Directions
When you reach the line containing "filename crates/bluecon-config/src/diagnostic.rs" in the data below, begin returning lines exactly as written, and stop once the line containing "to render source" has been returned.

Data extract
◇ ◇ ◇ ◇

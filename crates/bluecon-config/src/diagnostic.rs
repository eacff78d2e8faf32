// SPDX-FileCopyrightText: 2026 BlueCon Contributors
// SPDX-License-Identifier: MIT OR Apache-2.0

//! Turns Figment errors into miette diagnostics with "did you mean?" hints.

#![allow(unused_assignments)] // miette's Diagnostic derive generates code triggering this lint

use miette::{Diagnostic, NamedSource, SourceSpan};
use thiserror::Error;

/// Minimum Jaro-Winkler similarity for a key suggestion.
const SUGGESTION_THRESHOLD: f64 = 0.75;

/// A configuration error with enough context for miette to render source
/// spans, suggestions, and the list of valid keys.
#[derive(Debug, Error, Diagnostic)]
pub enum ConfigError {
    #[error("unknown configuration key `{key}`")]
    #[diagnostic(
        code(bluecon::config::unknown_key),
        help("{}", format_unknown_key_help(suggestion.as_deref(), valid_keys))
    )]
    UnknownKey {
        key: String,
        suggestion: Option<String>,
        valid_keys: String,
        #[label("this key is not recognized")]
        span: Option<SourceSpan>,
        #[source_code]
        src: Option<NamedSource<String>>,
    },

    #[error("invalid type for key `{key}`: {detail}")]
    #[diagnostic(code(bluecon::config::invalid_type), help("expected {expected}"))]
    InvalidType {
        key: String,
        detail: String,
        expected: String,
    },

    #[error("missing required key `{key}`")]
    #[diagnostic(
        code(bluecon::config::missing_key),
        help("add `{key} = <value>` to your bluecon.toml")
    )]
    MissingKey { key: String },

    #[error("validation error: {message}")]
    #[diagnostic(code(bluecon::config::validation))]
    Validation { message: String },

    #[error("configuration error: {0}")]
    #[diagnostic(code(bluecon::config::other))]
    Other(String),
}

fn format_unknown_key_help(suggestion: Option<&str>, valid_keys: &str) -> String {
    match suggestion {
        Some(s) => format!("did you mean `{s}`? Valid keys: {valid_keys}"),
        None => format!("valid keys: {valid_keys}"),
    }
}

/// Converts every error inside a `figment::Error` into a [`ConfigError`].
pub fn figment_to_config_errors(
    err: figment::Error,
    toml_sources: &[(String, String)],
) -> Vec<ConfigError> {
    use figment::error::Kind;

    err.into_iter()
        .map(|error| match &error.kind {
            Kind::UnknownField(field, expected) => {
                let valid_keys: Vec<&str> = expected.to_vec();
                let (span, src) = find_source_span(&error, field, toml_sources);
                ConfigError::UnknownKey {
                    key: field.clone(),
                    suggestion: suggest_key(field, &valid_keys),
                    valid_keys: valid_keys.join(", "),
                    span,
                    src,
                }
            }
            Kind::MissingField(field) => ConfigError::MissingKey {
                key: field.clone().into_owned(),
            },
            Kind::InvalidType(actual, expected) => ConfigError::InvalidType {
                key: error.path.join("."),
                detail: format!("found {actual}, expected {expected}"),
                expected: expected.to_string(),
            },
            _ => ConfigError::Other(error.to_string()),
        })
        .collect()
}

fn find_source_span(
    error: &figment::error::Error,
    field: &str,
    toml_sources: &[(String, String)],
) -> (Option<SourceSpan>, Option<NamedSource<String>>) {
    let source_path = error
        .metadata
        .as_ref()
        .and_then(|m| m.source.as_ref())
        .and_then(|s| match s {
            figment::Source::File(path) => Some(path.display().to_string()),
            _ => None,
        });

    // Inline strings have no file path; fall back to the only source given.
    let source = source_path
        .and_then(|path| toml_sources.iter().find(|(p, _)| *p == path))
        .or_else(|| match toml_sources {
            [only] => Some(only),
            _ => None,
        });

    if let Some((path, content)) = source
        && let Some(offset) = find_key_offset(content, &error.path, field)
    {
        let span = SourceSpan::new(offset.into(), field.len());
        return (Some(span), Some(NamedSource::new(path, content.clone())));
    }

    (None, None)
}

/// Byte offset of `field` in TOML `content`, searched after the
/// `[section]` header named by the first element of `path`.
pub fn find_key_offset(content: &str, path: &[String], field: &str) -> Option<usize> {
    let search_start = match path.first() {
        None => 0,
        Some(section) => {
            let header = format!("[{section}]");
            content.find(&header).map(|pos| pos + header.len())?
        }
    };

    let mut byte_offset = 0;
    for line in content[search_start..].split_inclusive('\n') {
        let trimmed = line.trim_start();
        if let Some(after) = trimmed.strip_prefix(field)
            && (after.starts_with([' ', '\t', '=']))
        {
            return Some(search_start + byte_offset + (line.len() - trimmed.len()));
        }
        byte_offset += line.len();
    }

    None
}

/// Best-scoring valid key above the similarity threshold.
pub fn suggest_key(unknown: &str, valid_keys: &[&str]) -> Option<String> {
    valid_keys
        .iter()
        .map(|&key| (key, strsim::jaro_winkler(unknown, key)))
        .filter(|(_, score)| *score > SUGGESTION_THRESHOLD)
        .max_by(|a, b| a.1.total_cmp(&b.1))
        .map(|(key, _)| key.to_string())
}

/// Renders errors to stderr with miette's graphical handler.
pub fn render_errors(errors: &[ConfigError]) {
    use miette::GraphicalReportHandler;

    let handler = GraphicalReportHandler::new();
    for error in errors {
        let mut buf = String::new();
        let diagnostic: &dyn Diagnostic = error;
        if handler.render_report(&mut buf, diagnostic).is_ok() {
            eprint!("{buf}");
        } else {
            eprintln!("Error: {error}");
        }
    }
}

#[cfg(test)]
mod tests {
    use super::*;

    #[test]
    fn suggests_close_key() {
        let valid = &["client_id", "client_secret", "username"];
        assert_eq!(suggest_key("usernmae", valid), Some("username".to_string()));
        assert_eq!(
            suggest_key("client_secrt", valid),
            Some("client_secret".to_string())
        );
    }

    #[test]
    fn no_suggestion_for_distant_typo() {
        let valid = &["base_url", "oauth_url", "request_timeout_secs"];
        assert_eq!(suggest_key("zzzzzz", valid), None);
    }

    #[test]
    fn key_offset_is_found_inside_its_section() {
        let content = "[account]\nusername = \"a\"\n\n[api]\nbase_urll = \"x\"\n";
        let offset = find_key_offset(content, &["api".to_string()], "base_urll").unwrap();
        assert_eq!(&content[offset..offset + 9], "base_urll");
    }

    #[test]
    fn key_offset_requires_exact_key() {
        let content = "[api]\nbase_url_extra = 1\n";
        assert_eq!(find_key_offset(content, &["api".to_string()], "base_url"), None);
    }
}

◇ ◇ ◇ ◇

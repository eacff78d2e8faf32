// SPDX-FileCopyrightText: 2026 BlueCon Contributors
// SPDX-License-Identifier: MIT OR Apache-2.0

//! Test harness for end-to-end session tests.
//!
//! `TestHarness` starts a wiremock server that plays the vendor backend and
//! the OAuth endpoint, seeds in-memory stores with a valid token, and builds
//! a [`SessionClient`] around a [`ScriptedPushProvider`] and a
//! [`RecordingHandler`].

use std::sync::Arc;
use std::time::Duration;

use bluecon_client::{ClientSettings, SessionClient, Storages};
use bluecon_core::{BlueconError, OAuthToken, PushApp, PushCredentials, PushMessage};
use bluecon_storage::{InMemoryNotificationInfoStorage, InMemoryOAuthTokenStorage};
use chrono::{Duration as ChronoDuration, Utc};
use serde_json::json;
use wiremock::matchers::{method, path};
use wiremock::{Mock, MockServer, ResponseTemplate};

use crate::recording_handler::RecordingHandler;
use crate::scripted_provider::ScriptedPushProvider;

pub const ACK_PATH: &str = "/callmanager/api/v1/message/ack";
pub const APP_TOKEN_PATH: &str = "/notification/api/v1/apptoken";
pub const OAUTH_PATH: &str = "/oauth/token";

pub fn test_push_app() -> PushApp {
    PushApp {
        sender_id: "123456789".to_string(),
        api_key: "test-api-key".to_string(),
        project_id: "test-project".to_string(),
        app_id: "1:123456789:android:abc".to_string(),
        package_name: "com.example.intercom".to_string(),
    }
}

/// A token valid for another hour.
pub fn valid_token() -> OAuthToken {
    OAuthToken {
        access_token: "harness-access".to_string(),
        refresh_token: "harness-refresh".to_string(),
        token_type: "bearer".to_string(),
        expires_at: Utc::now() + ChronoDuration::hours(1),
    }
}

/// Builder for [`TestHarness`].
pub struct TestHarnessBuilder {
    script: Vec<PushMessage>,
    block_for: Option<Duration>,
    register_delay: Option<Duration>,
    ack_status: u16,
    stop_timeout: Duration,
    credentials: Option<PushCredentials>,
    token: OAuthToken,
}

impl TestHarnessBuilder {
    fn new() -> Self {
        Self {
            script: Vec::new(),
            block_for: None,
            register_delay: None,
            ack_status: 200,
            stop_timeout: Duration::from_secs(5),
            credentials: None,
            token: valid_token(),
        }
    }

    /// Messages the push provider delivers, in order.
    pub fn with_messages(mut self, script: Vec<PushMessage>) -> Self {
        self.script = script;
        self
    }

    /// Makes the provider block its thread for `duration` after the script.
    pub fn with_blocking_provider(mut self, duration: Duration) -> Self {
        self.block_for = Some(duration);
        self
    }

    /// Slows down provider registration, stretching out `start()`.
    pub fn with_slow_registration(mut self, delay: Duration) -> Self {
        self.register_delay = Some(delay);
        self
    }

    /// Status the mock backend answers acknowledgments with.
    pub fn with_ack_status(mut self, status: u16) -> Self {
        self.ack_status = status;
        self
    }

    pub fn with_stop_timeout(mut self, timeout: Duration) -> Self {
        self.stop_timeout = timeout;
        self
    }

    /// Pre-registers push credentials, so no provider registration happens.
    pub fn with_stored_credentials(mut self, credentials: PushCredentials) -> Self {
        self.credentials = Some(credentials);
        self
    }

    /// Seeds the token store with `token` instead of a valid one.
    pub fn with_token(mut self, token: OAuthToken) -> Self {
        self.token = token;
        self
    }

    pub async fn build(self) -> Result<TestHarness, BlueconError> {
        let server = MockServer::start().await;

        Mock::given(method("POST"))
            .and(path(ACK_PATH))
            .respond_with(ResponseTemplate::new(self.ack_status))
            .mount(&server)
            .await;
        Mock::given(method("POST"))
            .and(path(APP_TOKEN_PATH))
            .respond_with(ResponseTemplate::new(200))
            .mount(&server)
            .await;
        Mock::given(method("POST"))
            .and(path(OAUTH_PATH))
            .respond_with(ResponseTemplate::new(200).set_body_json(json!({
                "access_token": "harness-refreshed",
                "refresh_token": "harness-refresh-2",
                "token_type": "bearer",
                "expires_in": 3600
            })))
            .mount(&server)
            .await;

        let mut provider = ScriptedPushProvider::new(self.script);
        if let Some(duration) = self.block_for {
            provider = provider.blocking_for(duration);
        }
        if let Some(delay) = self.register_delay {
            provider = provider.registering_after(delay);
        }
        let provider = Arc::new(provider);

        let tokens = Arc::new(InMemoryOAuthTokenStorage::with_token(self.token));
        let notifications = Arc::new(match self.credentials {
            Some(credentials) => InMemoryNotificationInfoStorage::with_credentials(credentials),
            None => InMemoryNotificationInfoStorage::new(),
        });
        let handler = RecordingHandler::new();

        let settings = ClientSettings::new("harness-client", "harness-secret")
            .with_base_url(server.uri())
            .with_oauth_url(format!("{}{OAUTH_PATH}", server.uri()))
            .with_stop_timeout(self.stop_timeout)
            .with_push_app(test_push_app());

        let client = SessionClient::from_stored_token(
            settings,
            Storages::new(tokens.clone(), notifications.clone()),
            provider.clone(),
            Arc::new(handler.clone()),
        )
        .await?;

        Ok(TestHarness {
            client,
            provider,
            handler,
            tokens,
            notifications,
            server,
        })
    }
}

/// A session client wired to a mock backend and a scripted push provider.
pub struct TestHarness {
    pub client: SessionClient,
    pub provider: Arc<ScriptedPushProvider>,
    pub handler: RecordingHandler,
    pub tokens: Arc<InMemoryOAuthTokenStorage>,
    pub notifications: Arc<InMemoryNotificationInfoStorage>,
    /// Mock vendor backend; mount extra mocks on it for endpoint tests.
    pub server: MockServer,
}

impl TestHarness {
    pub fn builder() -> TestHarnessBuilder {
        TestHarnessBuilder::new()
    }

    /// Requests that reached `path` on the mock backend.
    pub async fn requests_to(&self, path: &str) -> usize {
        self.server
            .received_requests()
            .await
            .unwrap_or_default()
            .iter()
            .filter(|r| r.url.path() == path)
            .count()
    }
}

◇ ◇ ◇ ◇

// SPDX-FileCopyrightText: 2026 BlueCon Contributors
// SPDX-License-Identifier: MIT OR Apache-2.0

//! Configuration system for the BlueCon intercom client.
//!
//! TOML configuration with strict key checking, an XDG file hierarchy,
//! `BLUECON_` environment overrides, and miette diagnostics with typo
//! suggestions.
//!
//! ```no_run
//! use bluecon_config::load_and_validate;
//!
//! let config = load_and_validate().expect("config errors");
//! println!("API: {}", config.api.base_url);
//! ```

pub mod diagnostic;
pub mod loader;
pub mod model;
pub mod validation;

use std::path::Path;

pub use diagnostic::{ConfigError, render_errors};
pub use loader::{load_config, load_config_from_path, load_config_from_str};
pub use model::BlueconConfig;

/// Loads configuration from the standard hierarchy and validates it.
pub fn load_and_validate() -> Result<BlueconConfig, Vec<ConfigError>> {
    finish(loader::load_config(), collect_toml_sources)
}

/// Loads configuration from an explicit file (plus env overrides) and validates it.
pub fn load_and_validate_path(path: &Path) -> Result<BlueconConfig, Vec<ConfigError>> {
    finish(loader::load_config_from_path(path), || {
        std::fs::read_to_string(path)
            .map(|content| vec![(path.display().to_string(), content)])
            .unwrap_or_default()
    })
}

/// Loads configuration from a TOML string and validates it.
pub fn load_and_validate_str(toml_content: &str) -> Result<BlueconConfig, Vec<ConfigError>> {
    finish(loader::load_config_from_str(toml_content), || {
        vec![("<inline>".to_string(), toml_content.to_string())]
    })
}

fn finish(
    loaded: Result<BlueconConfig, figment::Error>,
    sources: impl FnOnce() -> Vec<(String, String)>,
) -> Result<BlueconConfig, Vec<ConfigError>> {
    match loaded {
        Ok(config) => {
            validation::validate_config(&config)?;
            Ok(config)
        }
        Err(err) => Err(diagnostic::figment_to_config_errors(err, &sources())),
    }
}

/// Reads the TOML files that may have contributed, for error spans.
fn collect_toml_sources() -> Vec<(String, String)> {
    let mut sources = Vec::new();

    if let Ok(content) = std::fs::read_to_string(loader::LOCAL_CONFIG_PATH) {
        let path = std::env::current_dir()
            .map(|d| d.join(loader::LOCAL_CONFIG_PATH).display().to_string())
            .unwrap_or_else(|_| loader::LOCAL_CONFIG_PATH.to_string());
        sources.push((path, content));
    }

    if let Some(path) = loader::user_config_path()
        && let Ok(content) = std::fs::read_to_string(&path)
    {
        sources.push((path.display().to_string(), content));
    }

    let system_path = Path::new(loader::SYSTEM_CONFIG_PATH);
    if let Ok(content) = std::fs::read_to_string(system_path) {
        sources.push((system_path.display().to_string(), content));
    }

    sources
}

◇ ◇ ◇ ◇

Reply to the exercise
filename crates/bluecon-config/src/diagnostic.rs
repository eacff78d2e8faf32
// SPDX-FileCopyrightText: 2026 BlueCon Contributors
// SPDX-License-Identifier: MIT OR Apache-2.0

//! Turns Figment errors into miette diagnostics with "did you mean?" hints.

#![allow(unused_assignments)] // miette's Diagnostic derive generates code triggering this lint

use miette::{Diagnostic, NamedSource, SourceSpan};
use thiserror::Error;

/// Minimum Jaro-Winkler similarity for a key suggestion.
const SUGGESTION_THRESHOLD: f64 = 0.75;

/// A configuration error with enough context for miette to render source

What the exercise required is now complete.